The task => This exercise calls for an exact transcription. Set down every record below.

Task inputs =>
- Opening Delimiter -
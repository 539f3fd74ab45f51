use anyhow::{Context, Result};
use serde::Serialize;

use crate::analysis::{PromptAnalyzer, PromptBreakdown};
use crate::civitai::{create_source, ImageRecord};
use crate::config::Config;
use crate::console::render_image;

/// One image with the analysis of both of its prompts.
#[derive(Debug, Serialize)]
pub struct ImageAnalysis {
    pub record: ImageRecord,
    pub positive: PromptBreakdown,
    pub negative: PromptBreakdown,
}

impl ImageAnalysis {
    pub fn new(record: ImageRecord, analyzer: &PromptAnalyzer) -> Self {
        let positive = analyzer.breakdown(&record.prompt);
        let negative = analyzer.breakdown(&record.negative_prompt);
        Self {
            record,
            positive,
            negative,
        }
    }
}

pub async fn run(
    image_id: u64,
    json: bool,
    token: Option<String>,
    config_path: Option<String>,
    dry_run: bool,
) -> Result<()> {
    let config = Config::load_with_path(config_path)?;
    let source = create_source(&config, token.as_deref(), dry_run)?;

    let record = source
        .fetch_image(image_id)
        .await
        .with_context(|| format!("Failed to fetch image {}", image_id))?;

    let analyzer = PromptAnalyzer::new(config.analysis.clone());
    let analysis = ImageAnalysis::new(record, &analyzer);

    if json {
        let out = serde_json::to_string_pretty(&analysis).context("Failed to serialize image")?;
        println!("{}", out);
    } else {
        print!(
            "{}",
            render_image(
                &analysis.record,
                &analysis.positive,
                &analysis.negative,
                config.report.line_length
            )
        );
    }
    Ok(())
}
- Closing Delimiter -
Answer space =>
repository 539f3fd74ab45f51
use anyhow::{Context, Result};
use serde::Serialize;

use crate::analysis::{PromptAnalyzer, PromptBreakdown};
use crate::civitai::{create_source, ImageRecord};
use crate::config::Config;
use crate::console::render_image;

/// One image with the analysis of both of its prompts.
#[derive(Debug, Serialize)]
pub struct ImageAnalysis {
    pub record: ImageRecord,
    pub positive: PromptBreakdown,
    pub negative: PromptBreakdown,
}

impl ImageAnalysis {
    pub fn new(record: ImageRecord, analyzer: &PromptAnalyzer) -> Self {
        let positive = analyzer.breakdown(&record.prompt);
        let negative = analyzer.breakdown(&record.negative_prompt);
        Self {
            record,
            positive,
            negative,
        }
    }
}

pub async fn run(
    image_id: u64,
    json: bool,
    token: Option<String>,
    config_path: Option<String>,
    dry_run: bool,
) -> Result<()> {
    let config = Config::load_with_path(config_path)?;
    let source = create_source(&config, token.as_deref(), dry_run)?;

    let record = source
        .fetch_image(image_id)
        .await
        .with_context(|| format!("Failed to fetch image {}", image_id))?;

    let analyzer = PromptAnalyzer::new(config.analysis.clone());
    let analysis = ImageAnalysis::new(record, &analyzer);

    if json {
        let out = serde_json::to_string_pretty(&analysis).context("Failed to serialize image")?;
        println!("{}", out);
    } else {
        print!(
            "{}",
            render_image(
                &analysis.record,
                &analysis.positive,
                &analysis.negative,
                config.report.line_length
            )
        );
    }
    Ok(())
}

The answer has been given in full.